İkinci Murad Han, ince ruhlu, hassas lütufkâr, adil, merhametli, sözüne sadık, cesur ve tedbir sahibi, kumanda kabiliyeti yüksek bir devlet adamı idi. On iki yaşında şehzade iken başlayan muharebe hayatı vefatına kadar devam etti. Devlet işleri ile yakından ilgilenen Murad Han İslamiyet'in yayılması için her şeyini fedaya hazırdı.
Murad Han, ilmi sohbetleri sever, âlimleri himaye eder ve onların ihtiyaçlarını karşılardı. Haftanın iki gününü ilim meclisinde sohbetle geçirirdi.
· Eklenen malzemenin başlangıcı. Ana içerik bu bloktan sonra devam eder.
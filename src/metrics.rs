// Copyright (c) Portal Bridge, Inc.
// SPDX-License-Identifier: Apache-2.0

use prometheus::{
    register_int_counter_vec_with_registry, register_int_gauge_vec_with_registry, IntCounterVec,
    IntGaugeVec, Registry,
};

#[derive(Clone, Debug)]
pub struct BridgeMetrics {
    pub(crate) raw_entries_fetched: IntCounterVec,
    pub(crate) transfers_classified: IntCounterVec,
    pub(crate) decode_faults: IntCounterVec,
    pub(crate) ambiguous_transactions: IntCounterVec,
    pub(crate) last_queried_block: IntGaugeVec,
}

impl BridgeMetrics {
    pub fn new(registry: &Registry) -> Self {
        Self {
            raw_entries_fetched: register_int_counter_vec_with_registry!(
                "bridge_monitor_raw_entries_fetched",
                "Raw log entries fetched from the chain log source",
                &["chain"],
                registry,
            )
            .unwrap(),
            transfers_classified: register_int_counter_vec_with_registry!(
                "bridge_monitor_transfers_classified",
                "Canonical bridge transfers produced, by direction",
                &["chain", "direction"],
                registry,
            )
            .unwrap(),
            decode_faults: register_int_counter_vec_with_registry!(
                "bridge_monitor_decode_faults",
                "Log entries with a recognized signature but unexpected shape",
                &["chain"],
                registry,
            )
            .unwrap(),
            ambiguous_transactions: register_int_counter_vec_with_registry!(
                "bridge_monitor_ambiguous_transactions",
                "Transactions with more than one primary operation event",
                &["chain"],
                registry,
            )
            .unwrap(),
            last_queried_block: register_int_gauge_vec_with_registry!(
                "bridge_monitor_last_queried_block",
                "Upper bound (exclusive) of the most recent range query",
                &["chain"],
                registry,
            )
            .unwrap(),
        }
    }

    pub fn new_for_testing() -> Self {
        Self::new(&Registry::new())
    }
}
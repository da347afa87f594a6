// Copyright (c) Portal Bridge, Inc.
// SPDX-License-Identifier: Apache-2.0

//! Raw entries to intermediate events, grouped by transaction. Noise logs
//! (ERC20 approvals, transfers that are not mints, unrelated contracts and
//! packages) are dropped here; a recognized bridge signature with an
//! unexpected shape is a per-entry fault that never aborts the batch.

use crate::abi::{
    self, Erc20TokenEvents, EthBridgeEvent, PortalTokenBridgeEvents, TransferFilter,
};
use crate::config::{ChainContracts, ChainDescriptor};
use crate::error::{BridgeError, BridgeResult};
use crate::events::{BridgeOperation, IntermediateEvent, MoveBridgeEvent};
use crate::types::{EthLog, MoveEventEntry, RawLogEntry};
use ethers::contract::EthEvent;
use ethers::types::Address as EthAddress;
use ethers::utils::to_checksum;
use tracing::{debug, warn};

/// All intermediate events of one transaction or checkpoint digest, in
/// emission order.
#[derive(Debug, Clone, PartialEq, Eq)]
pub struct TxEvents {
    pub tx_id: String,
    pub block_number: u64,
    pub tx_index: u64,
    pub events: Vec<IntermediateEvent>,
}

/// A per-entry or per-transaction problem surfaced alongside successful
/// results, never silently dropped.
#[derive(Debug, Clone, PartialEq, Eq)]
pub struct EntryFault {
    pub tx_id: String,
    pub block_number: u64,
    pub error: BridgeError,
}

#[derive(Debug, Default)]
pub struct DecodedBatch {
    /// Grouped by transaction, ascending by (block, tx position).
    pub transactions: Vec<TxEvents>,
    pub faults: Vec<EntryFault>,
}

/// Decode a fetched batch for one chain. Entries may arrive in any order;
/// output grouping is deterministic for a fixed input set.
pub fn decode_batch(chain: &ChainDescriptor, mut entries: Vec<RawLogEntry>) -> DecodedBatch {
    entries.sort_by_key(|e| (e.block_number(), e.tx_index(), e.event_index()));

    let mut batch = DecodedBatch::default();
    for entry in entries {
        let tx_id = entry.tx_id();
        let block_number = entry.block_number();
        let tx_index = entry.tx_index();
        let event_index = entry.event_index();

        let decoded = match (&chain.contracts, entry) {
            (ChainContracts::Evm { bridge, .. }, RawLogEntry::Eth(log)) => {
                decode_eth_entry(bridge, &log)
            }
            (ChainContracts::Move { bridge_package, .. }, RawLogEntry::Move(event)) => {
                decode_move_entry(bridge_package, &event)
            }
            (_, entry) => Err(BridgeError::Decode(format!(
                "entry family does not match chain {} family: {entry:?}",
                chain.name
            ))),
        };

        match decoded {
            Ok(Some(operation)) => {
                debug!(
                    chain = %chain.name,
                    tx = %tx_id,
                    kind = operation.kind(),
                    "decoded bridge event"
                );
                let event = IntermediateEvent {
                    tx_id: tx_id.clone(),
                    block_number,
                    tx_index,
                    event_index,
                    operation,
                };
                match batch.transactions.last_mut() {
                    Some(tx) if tx.tx_id == tx_id => tx.events.push(event),
                    _ => batch.transactions.push(TxEvents {
                        tx_id,
                        block_number,
                        tx_index,
                        events: vec![event],
                    }),
                }
            }
            Ok(None) => (),
            Err(error) => {
                warn!(
                    chain = %chain.name,
                    tx = %tx_id,
                    error = %error,
                    "failed to decode log entry, skipping"
                );
                batch.faults.push(EntryFault {
                    tx_id,
                    block_number,
                    error,
                });
            }
        }
    }
    batch
}

/// Ok(None) is noise. Position within the transaction is never meaningful
/// here: some chains emit the approval log after the deposit log, so only
/// signature matching decides what a log is.
fn decode_eth_entry(
    bridge: &EthAddress,
    entry: &EthLog,
) -> BridgeResult<Option<BridgeOperation>> {
    let Some(topic0) = entry.log.topics.first() else {
        return Ok(None);
    };

    if entry.log.address == *bridge && abi::is_bridge_event_signature(topic0) {
        let event = EthBridgeEvent::try_from_eth_log(entry).ok_or_else(|| {
            BridgeError::Decode(format!(
                "bridge log with recognized signature has unexpected shape: tx {:?} topics {:?}",
                entry.tx_hash, entry.log.topics
            ))
        })?;
        let EthBridgeEvent::PortalTokenBridgeEvents(event) = event else {
            return Err(BridgeError::Decode(format!(
                "bridge signature decoded to a non-bridge event: tx {:?}",
                entry.tx_hash
            )));
        };
        return Ok(Some(operation_from_bridge_event(event)));
    }

    // Zero-address-origin ERC20 transfer is a wrapped-token mint. Any other
    // Transfer, and every Approval, is auxiliary noise. A log that merely
    // shares the Transfer topic but has a different shape (e.g. ERC721) is
    // noise too, not a decode fault.
    if *topic0 == TransferFilter::signature() {
        match EthBridgeEvent::try_from_log(&entry.log) {
            Some(EthBridgeEvent::Erc20TokenEvents(Erc20TokenEvents::TransferFilter(transfer)))
                if transfer.from.is_zero() =>
            {
                return Ok(Some(BridgeOperation::Mint {
                    recipient: to_checksum(&transfer.to, None),
                    token: to_checksum(&entry.log.address, None),
                    amount: transfer.value,
                }));
            }
            _ => return Ok(None),
        }
    }

    Ok(None)
}

fn decode_move_entry(
    bridge_package: &crate::types::MoveAddress,
    entry: &MoveEventEntry,
) -> BridgeResult<Option<BridgeOperation>> {
    if entry.package != *bridge_package {
        return Ok(None);
    }
    Ok(MoveBridgeEvent::try_from_move_event(entry)?.map(MoveBridgeEvent::into_operation))
}

fn operation_from_bridge_event(event: PortalTokenBridgeEvents) -> BridgeOperation {
    match event {
        PortalTokenBridgeEvents::WrapAndTransferFilter(ev) => BridgeOperation::WrapAndTransfer {
            sender: to_checksum(&ev.sender, None),
            raw_token: to_checksum(&ev.wrapped_native, None),
            amount: ev.amount,
        },
        PortalTokenBridgeEvents::TransferTokensFilter(ev) => BridgeOperation::TransferTokens {
            sender: to_checksum(&ev.sender, None),
            token: to_checksum(&ev.token, None),
            amount: ev.amount,
            to_origin_chain: ev.to_origin_chain,
        },
        PortalTokenBridgeEvents::CompleteTransferFilter(ev) => BridgeOperation::CompleteTransfer {
            recipient: to_checksum(&ev.recipient, None),
            token: to_checksum(&ev.token, None),
            amount: ev.amount,
        },
        PortalTokenBridgeEvents::CompleteTransferAndUnwrapFilter(ev) => {
            BridgeOperation::CompleteTransferAndUnwrap {
                recipient: to_checksum(&ev.recipient, None),
                amount: ev.amount,
            }
        }
    }
}

#[cfg(test)]
mod tests {
    use super::*;
    use crate::config::ChainRegistry;
    use crate::test_utils::*;
    use ethers::types::U256;

    #[test]
    fn test_noise_logs_are_dropped() {
        let registry = ChainRegistry::mainnet();
        let ethereum = registry.resolve("ethereum").unwrap();
        let token = addr("0xA0b86991c6218b36c1d19D4a2e9Eb0cE3606eB48");
        let user = addr("0xba4eeD5A9E6Acb87e298F6F11e278404f8da28df");
        let spender = addr("0x3ee18B2214AFF97000D974cf647E7C347E8fa585");

        let entries = vec![
            eth_entry(100, TX_A, 0, 0, erc20_approval_log(token, user, spender, U256::from(5))),
            // user-to-user transfer, not a mint
            eth_entry(100, TX_A, 0, 1, erc20_transfer_log(token, user, spender, U256::from(5))),
        ];
        let batch = decode_batch(&ethereum, entries);
        assert!(batch.transactions.is_empty());
        assert!(batch.faults.is_empty());
    }

    #[test]
    fn test_bridge_event_from_foreign_contract_is_noise() {
        let registry = ChainRegistry::mainnet();
        let ethereum = registry.resolve("ethereum").unwrap();
        let fake_bridge = addr("0x0e082F06FF657D94310cB8cE8B0D9a04541d8052");
        let sender = addr("0x15E9dffFeC3f4E8cFC1b7C5770aa38709a712A3c");
        let weth = addr("0xC02aaA39b223FE8D0A0e5C4F27eAD9083C756Cc2");

        let entries = vec![eth_entry(
            100,
            TX_A,
            0,
            0,
            wrap_and_transfer_log(fake_bridge, sender, weth, U256::from(1)),
        )];
        let batch = decode_batch(&ethereum, entries);
        assert!(batch.transactions.is_empty());
        assert!(batch.faults.is_empty());
    }

    #[test]
    fn test_malformed_bridge_log_is_fault_but_batch_continues() {
        let registry = ChainRegistry::mainnet();
        let ethereum = registry.resolve("ethereum").unwrap();
        let bridge = addr("0x3ee18B2214AFF97000D974cf647E7C347E8fa585");
        let sender = addr("0x15E9dffFeC3f4E8cFC1b7C5770aa38709a712A3c");
        let weth = addr("0xC02aaA39b223FE8D0A0e5C4F27eAD9083C756Cc2");

        let entries = vec![
            // Recognized signature, truncated data
            eth_entry(100, TX_A, 0, 0, truncated_bridge_log(bridge, sender)),
            eth_entry(
                101,
                TX_B,
                0,
                0,
                wrap_and_transfer_log(bridge, sender, weth, U256::from(7)),
            ),
        ];
        let batch = decode_batch(&ethereum, entries);
        assert_eq!(batch.faults.len(), 1);
        assert_eq!(batch.faults[0].error.error_type(), "decode_error");
        assert_eq!(batch.transactions.len(), 1);
        assert_eq!(batch.transactions[0].block_number, 101);
    }

    #[test]
    fn test_grouping_preserves_emission_order() {
        let registry = ChainRegistry::mainnet();
        let ethereum = registry.resolve("ethereum").unwrap();
        let bridge = addr("0x3ee18B2214AFF97000D974cf647E7C347E8fa585");
        let sender = addr("0x15E9dffFeC3f4E8cFC1b7C5770aa38709a712A3c");
        let weth = addr("0xC02aaA39b223FE8D0A0e5C4F27eAD9083C756Cc2");

        // Shuffled input: later block first
        let entries = vec![
            eth_entry(
                200,
                TX_B,
                0,
                0,
                wrap_and_transfer_log(bridge, sender, weth, U256::from(2)),
            ),
            eth_entry(
                100,
                TX_A,
                0,
                0,
                wrap_and_transfer_log(bridge, sender, weth, U256::from(1)),
            ),
        ];
        let batch = decode_batch(&ethereum, entries);
        assert_eq!(batch.transactions.len(), 2);
        assert_eq!(batch.transactions[0].block_number, 100);
        assert_eq!(batch.transactions[1].block_number, 200);
    }

    #[test]
    fn test_move_entry_from_foreign_package_is_noise() {
        let registry = ChainRegistry::mainnet();
        let sui = registry.resolve("sui").unwrap();
        let mut entry = sui_transfer_tokens_entry(
            100,
            "digest",
            0,
            "0xbda9efe864e492f5921f30287a10f60287eafdcc82f259a39bb2335fb069a948",
            "0x2::sui::SUI",
            1_000_000,
            false,
        );
        if let RawLogEntry::Move(ref mut inner) = entry {
            inner.package = "0x42".parse().unwrap();
        }
        let batch = decode_batch(&sui, vec![entry]);
        assert!(batch.transactions.is_empty());
        assert!(batch.faults.is_empty());
    }
}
Kendisinin de ilmi ve ibadeti çok; zühd, vera ve takvası pek fazlaydı. Oğlunu ve kızlarını evlendirdikten sonra, bir gün veziri Çandarlı İbrahim Paşaya dönmüş;
"Geriye iman ile gitmek kaldı!"
- Koca Çandarlı! Bu dünyada arzulanan nedir ki? Oğul evermek, kız çıkarmak mı?!... Bunları Allahü tealanın izniyle yerine getirdik. Geriye iman ile gitmek kaldı, demişti.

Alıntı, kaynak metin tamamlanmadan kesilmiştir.